Work task » Reproduce exactly the lines that run from the start of the records below to the line with "created from this", inclusive.
--- Data shown Enclosed Below ---
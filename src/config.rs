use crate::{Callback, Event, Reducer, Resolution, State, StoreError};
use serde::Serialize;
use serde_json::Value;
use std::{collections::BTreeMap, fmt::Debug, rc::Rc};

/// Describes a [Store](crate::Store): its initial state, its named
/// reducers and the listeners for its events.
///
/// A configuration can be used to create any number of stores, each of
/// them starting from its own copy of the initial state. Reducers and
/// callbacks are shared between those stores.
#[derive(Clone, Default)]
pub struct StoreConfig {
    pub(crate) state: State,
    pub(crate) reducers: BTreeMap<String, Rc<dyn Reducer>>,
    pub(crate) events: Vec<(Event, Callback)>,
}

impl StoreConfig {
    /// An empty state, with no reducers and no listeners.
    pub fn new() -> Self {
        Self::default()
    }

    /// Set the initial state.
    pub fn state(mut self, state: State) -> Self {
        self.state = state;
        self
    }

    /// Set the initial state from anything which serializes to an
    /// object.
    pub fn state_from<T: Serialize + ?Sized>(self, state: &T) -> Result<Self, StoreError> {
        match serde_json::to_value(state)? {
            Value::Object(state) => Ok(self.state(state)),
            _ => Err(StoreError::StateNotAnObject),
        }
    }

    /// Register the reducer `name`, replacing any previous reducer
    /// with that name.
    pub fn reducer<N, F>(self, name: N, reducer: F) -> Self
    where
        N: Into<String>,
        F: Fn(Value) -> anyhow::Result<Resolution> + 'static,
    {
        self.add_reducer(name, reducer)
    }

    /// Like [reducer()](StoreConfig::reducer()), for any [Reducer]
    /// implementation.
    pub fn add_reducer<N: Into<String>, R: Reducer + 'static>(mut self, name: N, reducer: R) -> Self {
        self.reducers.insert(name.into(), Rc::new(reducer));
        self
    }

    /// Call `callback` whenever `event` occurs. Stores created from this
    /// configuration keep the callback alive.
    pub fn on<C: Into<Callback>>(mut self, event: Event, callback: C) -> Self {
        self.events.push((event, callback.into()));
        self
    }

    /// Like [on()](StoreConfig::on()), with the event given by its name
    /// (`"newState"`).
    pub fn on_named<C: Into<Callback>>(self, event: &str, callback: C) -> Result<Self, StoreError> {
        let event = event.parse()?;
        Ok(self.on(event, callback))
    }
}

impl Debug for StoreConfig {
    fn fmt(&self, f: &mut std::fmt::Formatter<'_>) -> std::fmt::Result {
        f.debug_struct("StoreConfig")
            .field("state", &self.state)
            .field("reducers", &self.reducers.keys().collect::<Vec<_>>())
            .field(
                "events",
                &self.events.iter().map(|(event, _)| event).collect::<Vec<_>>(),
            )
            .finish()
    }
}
--- End of Enclosed Data shown ---
Written solution »
filename src/config.rs
use crate::{Callback, Event, Reducer, Resolution, State, StoreError};
use serde::Serialize;
use serde_json::Value;
use std::{collections::BTreeMap, fmt::Debug, rc::Rc};

/// Describes a [Store](crate::Store): its initial state, its named
/// reducers and the listeners for its events.
///
/// A configuration can be used to create any number of stores, each of
/// them starting from its own copy of the initial state. Reducers and
/// callbacks are shared between those stores.
#[derive(Clone, Default)]
pub struct StoreConfig {
    pub(crate) state: State,
    pub(crate) reducers: BTreeMap<String, Rc<dyn Reducer>>,
    pub(crate) events: Vec<(Event, Callback)>,
}

impl StoreConfig {
    /// An empty state, with no reducers and no listeners.
    pub fn new() -> Self {
        Self::default()
    }

    /// Set the initial state.
    pub fn state(mut self, state: State) -> Self {
        self.state = state;
        self
    }

    /// Set the initial state from anything which serializes to an
    /// object.
    pub fn state_from<T: Serialize + ?Sized>(self, state: &T) -> Result<Self, StoreError> {
        match serde_json::to_value(state)? {
            Value::Object(state) => Ok(self.state(state)),
            _ => Err(StoreError::StateNotAnObject),
        }
    }

    /// Register the reducer `name`, replacing any previous reducer
    /// with that name.
    pub fn reducer<N, F>(self, name: N, reducer: F) -> Self
    where
        N: Into<String>,
        F: Fn(Value) -> anyhow::Result<Resolution> + 'static,
    {
        self.add_reducer(name, reducer)
    }

    /// Like [reducer()](StoreConfig::reducer()), for any [Reducer]
    /// implementation.
    pub fn add_reducer<N: Into<String>, R: Reducer + 'static>(mut self, name: N, reducer: R) -> Self {
        self.reducers.insert(name.into(), Rc::new(reducer));
        self
    }

    /// Call `callback` whenever `event` occurs. Stores created from this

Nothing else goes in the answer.